*Exercise instructions:*
An exact copy of every record is required.

BEGIN Records for the exercise

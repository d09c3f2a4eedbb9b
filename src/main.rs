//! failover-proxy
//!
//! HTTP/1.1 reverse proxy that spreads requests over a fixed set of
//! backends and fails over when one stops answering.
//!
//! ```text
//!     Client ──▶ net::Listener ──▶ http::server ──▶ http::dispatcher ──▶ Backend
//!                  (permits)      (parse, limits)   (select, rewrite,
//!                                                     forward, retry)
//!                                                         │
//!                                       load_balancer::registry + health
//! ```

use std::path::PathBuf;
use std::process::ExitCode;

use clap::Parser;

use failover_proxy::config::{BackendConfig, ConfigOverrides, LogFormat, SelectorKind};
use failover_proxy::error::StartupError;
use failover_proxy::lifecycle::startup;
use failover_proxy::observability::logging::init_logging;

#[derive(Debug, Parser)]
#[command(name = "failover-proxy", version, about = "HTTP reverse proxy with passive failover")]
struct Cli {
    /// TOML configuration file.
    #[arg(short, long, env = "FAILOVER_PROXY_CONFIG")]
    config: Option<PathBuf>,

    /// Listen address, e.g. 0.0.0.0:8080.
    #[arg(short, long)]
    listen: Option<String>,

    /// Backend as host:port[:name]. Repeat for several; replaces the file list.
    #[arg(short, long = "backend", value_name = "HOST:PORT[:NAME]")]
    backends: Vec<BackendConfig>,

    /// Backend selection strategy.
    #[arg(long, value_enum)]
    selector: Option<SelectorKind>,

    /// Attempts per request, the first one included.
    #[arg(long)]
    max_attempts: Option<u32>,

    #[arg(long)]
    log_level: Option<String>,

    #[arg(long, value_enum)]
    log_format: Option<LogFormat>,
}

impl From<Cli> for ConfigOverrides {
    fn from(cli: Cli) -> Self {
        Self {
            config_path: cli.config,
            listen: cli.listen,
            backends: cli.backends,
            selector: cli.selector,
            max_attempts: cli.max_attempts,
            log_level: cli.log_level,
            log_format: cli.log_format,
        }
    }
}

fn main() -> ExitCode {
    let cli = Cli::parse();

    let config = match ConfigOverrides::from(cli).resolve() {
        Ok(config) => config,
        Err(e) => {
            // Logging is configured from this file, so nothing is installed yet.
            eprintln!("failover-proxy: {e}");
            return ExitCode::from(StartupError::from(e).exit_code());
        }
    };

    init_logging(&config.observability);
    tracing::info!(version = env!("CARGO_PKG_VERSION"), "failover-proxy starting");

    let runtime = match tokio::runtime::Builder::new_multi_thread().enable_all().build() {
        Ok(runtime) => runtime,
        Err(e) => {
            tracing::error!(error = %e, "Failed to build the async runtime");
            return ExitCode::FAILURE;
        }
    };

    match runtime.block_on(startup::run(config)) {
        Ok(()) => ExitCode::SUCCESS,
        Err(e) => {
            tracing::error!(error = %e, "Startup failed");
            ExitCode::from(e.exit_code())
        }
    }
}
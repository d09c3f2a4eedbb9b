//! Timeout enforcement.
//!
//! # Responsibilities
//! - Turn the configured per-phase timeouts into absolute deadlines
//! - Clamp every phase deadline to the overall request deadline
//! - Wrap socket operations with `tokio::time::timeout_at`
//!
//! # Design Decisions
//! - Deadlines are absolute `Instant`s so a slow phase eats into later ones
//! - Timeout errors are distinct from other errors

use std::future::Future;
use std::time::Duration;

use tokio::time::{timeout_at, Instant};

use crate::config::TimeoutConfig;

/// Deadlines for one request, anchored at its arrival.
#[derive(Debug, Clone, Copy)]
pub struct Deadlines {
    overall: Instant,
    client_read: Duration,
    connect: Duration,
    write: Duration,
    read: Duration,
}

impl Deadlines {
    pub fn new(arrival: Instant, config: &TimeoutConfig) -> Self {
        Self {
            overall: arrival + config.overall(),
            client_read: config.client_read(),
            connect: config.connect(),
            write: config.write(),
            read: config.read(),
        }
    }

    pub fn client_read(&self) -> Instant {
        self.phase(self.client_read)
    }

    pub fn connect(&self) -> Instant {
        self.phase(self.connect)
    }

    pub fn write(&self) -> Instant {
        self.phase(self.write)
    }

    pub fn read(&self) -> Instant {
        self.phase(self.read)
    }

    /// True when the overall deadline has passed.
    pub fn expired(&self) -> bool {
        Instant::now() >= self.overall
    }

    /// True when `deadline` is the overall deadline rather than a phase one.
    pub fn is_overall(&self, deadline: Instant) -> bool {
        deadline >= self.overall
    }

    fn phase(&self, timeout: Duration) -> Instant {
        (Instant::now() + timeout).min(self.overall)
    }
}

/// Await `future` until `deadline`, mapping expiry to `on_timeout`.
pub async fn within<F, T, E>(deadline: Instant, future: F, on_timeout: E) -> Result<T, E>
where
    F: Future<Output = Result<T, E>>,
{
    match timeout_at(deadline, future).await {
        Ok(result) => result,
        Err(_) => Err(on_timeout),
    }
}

END Records for the exercise

*Solution to the exercise:*
repository d09c3f2a4eedbb9b
filename src/main.rs
//! failover-proxy
//!
//! HTTP/1.1 reverse proxy that spreads requests over a fixed set of
//! backends and fails over when one stops answering.
//!
//! ```text
//!     Client ──▶ net::Listener ──▶ http::server ──▶ http::dispatcher ──▶ Backend
//!                  (permits)      (parse, limits)   (select, rewrite,
//!                                                     forward, retry)
//!                                                         │
//!                                       load_balancer::registry + health
//! ```

use std::path::PathBuf;
use std::process::ExitCode;

use clap::Parser;

use failover_proxy::config::{BackendConfig, ConfigOverrides, LogFormat, SelectorKind};
use failover_proxy::error::StartupError;
use failover_proxy::lifecycle::startup;
use failover_proxy::observability::logging::init_logging;

#[derive(Debug, Parser)]
#[command(name = "failover-proxy", version, about = "HTTP reverse proxy with passive failover")]
struct Cli {
    /// TOML configuration file.
    #[arg(short, long, env = "FAILOVER_PROXY_CONFIG")]
    config: Option<PathBuf>,

    /// Listen address, e.g. 0.0.0.0:8080.
    #[arg(short, long)]
    listen: Option<String>,

    /// Backend as host:port[:name]. Repeat for several; replaces the file list.
    #[arg(short, long = "backend", value_name = "HOST:PORT[:NAME]")]
    backends: Vec<BackendConfig>,

    /// Backend selection strategy.
    #[arg(long, value_enum)]
    selector: Option<SelectorKind>,

    /// Attempts per request, the first one included.
    #[arg(long)]
    max_attempts: Option<u32>,

    #[arg(long)]
    log_level: Option<String>,

    #[arg(long, value_enum)]
    log_format: Option<LogFormat>,
}

impl From<Cli> for ConfigOverrides {
    fn from(cli: Cli) -> Self {
        Self {
            config_path: cli.config,
            listen: cli.listen,
            backends: cli.backends,
            selector: cli.selector,
            max_attempts: cli.max_attempts,
            log_level: cli.log_level,
            log_format: cli.log_format,
        }
    }
}

fn main() -> ExitCode {
    let cli = Cli::parse();

    let config = match ConfigOverrides::from(cli).resolve() {
        Ok(config) => config,
        Err(e) => {
            // Logging is configured from this file, so nothing is installed yet.
            eprintln!("failover-proxy: {e}");
            return ExitCode::from(StartupError::from(e).exit_code());
        }
    };

    init_logging(&config.observability);
    tracing::info!(version = env!("CARGO_PKG_VERSION"), "failover-proxy starting");

    let runtime = match tokio::runtime::Builder::new_multi_thread().enable_all().build() {
        Ok(runtime) => runtime,
        Err(e) => {
            tracing::error!(error = %e, "Failed to build the async runtime");
            return ExitCode::FAILURE;
        }
    };

    match runtime.block_on(startup::run(config)) {
        Ok(()) => ExitCode::SUCCESS,
        Err(e) => {
            tracing::error!(error = %e, "Startup failed");
            ExitCode::from(e.exit_code())
        }
    }
}
repository d09c3f2a4eedbb9b
//! Timeout enforcement.
//!
//! # Responsibilities
//! - Turn the configured per-phase timeouts into absolute deadlines
//! - Clamp every phase deadline to the overall request deadline
//! - Wrap socket operations with `tokio::time::timeout_at`
//!
//! # Design Decisions
//! - Deadlines are absolute `Instant`s so a slow phase eats into later ones
//! - Timeout errors are distinct from other errors

use std::future::Future;
use std::time::Duration;

use tokio::time::{timeout_at, Instant};

use crate::config::TimeoutConfig;

/// Deadlines for one request, anchored at its arrival.
#[derive(Debug, Clone, Copy)]
pub struct Deadlines {
    overall: Instant,
    client_read: Duration,
    connect: Duration,
    write: Duration,
    read: Duration,
}

impl Deadlines {
    pub fn new(arrival: Instant, config: &TimeoutConfig) -> Self {
        Self {
            overall: arrival + config.overall(),
            client_read: config.client_read(),
            connect: config.connect(),
            write: config.write(),
            read: config.read(),
        }
    }

    pub fn client_read(&self) -> Instant {
        self.phase(self.client_read)
    }

    pub fn connect(&self) -> Instant {
        self.phase(self.connect)
    }

    pub fn write(&self) -> Instant {
        self.phase(self.write)
    }

    pub fn read(&self) -> Instant {
        self.phase(self.read)
    }

    /// True when the overall deadline has passed.
    pub fn expired(&self) -> bool {
        Instant::now() >= self.overall
    }

    /// True when `deadline` is the overall deadline rather than a phase one.
    pub fn is_overall(&self, deadline: Instant) -> bool {
        deadline >= self.overall
    }

    fn phase(&self, timeout: Duration) -> Instant {
        (Instant::now() + timeout).min(self.overall)
    }
}

/// Await `future` until `deadline`, mapping expiry to `on_timeout`.
pub async fn within<F, T, E>(deadline: Instant, future: F, on_timeout: E) -> Result<T, E>
where
    F: Future<Output = Result<T, E>>,
{
    match timeout_at(deadline, future).await {
        Ok(result) => result,
        Err(_) => Err(on_timeout),
    }
}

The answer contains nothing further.